Saved entries:

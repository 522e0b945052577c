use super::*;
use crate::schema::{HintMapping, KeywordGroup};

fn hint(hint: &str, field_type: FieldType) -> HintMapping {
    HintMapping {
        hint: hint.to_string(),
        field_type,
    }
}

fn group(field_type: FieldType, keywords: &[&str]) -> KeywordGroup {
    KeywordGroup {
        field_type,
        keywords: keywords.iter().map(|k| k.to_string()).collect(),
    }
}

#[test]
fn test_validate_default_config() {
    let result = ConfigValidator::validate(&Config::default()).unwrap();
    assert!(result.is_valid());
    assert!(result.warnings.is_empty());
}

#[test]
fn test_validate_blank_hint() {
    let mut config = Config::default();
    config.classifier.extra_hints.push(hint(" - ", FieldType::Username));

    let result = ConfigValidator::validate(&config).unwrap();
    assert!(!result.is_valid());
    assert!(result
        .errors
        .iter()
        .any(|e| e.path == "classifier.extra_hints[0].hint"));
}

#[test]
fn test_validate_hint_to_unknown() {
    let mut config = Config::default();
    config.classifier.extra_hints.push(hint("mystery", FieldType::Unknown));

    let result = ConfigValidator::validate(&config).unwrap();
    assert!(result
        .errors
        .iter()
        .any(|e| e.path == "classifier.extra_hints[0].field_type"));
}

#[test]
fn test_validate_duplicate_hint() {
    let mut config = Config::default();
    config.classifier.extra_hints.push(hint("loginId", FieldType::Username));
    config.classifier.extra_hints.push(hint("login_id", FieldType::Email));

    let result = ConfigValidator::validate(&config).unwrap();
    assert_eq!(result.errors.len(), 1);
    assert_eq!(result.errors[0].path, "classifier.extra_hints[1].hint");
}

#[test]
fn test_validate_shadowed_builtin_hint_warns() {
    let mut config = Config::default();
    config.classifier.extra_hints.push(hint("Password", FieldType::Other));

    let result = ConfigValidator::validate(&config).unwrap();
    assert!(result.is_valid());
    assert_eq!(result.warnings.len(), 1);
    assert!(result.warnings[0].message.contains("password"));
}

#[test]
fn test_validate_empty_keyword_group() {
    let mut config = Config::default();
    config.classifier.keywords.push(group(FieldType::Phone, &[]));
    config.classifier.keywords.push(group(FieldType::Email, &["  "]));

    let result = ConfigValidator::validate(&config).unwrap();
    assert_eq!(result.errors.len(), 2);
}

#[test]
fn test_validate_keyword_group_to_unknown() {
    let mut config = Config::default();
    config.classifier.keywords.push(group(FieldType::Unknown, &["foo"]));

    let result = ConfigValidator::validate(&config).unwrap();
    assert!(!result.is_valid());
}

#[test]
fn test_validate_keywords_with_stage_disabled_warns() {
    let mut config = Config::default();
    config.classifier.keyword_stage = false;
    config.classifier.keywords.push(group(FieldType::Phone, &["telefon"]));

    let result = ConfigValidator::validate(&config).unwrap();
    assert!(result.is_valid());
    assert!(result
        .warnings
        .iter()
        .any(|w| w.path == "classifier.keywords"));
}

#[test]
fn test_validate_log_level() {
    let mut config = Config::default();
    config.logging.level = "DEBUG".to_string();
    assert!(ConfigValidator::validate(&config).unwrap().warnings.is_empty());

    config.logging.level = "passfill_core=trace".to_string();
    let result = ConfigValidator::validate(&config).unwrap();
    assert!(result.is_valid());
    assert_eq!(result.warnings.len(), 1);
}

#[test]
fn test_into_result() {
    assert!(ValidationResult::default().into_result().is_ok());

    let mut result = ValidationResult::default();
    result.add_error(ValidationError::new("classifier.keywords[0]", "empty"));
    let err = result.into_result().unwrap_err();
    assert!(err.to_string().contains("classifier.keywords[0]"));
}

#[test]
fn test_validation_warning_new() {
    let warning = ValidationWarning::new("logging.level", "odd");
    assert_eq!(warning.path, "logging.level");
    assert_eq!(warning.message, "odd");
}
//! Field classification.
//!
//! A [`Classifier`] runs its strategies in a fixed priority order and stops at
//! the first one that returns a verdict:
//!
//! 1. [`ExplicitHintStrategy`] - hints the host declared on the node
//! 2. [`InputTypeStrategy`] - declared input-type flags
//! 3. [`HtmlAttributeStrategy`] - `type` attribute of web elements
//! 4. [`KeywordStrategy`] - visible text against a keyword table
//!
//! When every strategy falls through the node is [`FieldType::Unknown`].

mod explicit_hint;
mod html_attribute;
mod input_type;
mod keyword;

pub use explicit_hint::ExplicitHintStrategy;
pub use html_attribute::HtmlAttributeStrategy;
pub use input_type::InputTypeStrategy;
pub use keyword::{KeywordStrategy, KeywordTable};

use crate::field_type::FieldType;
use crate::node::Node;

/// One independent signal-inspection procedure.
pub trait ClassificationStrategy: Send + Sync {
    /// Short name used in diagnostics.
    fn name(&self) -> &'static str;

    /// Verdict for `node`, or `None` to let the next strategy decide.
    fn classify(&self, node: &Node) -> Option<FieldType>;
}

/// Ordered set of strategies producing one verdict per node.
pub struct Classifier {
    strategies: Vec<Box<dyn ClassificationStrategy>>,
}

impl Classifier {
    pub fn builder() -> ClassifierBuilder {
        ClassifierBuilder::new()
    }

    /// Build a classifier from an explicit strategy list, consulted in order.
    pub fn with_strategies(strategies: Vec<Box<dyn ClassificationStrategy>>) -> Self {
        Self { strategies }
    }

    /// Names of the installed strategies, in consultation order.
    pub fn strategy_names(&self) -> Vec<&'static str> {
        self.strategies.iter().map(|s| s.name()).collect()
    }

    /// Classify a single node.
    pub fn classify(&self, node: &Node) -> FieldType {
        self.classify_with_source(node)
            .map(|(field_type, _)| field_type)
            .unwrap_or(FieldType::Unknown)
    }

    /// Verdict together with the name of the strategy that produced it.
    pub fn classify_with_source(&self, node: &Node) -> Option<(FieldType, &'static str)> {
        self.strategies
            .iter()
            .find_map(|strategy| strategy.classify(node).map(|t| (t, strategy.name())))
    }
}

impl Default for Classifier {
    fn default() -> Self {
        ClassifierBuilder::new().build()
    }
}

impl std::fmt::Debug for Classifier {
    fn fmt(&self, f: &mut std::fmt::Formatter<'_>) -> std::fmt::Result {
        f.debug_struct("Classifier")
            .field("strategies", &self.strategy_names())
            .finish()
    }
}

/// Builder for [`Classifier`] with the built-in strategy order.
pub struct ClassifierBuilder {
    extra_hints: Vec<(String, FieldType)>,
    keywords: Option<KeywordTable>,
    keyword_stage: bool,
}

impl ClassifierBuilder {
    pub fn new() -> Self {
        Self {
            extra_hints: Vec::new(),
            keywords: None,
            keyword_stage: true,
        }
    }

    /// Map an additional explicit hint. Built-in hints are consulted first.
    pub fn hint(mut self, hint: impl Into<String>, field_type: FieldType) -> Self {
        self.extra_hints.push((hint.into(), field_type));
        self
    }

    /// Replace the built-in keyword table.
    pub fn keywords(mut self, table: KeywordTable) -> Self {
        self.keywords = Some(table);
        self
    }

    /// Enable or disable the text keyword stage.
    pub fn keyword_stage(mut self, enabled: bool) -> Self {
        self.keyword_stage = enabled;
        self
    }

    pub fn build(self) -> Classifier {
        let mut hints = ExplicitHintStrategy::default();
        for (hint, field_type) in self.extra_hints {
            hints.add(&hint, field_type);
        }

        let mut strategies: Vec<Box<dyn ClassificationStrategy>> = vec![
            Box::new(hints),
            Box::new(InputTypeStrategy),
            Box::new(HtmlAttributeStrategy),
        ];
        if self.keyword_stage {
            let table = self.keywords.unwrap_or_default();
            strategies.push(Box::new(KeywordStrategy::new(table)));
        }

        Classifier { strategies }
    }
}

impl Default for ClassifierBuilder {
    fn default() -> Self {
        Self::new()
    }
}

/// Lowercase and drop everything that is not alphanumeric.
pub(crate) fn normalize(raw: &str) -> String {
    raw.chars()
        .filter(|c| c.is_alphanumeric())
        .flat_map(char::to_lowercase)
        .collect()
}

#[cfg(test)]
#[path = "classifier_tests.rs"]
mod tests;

◆ PROBLEM TO SOLVE
Could you set down, word for word, only the lines above from the line with "declared input-type flags" to the line with "mod keyword;", including both?

◆ SOLUTION TO THE PROBLEM
//! 2. [`InputTypeStrategy`] - declared input-type flags
//! 3. [`HtmlAttributeStrategy`] - `type` attribute of web elements
//! 4. [`KeywordStrategy`] - visible text against a keyword table
//!
//! When every strategy falls through the node is [`FieldType::Unknown`].

mod explicit_hint;
mod html_attribute;
mod input_type;
mod keyword;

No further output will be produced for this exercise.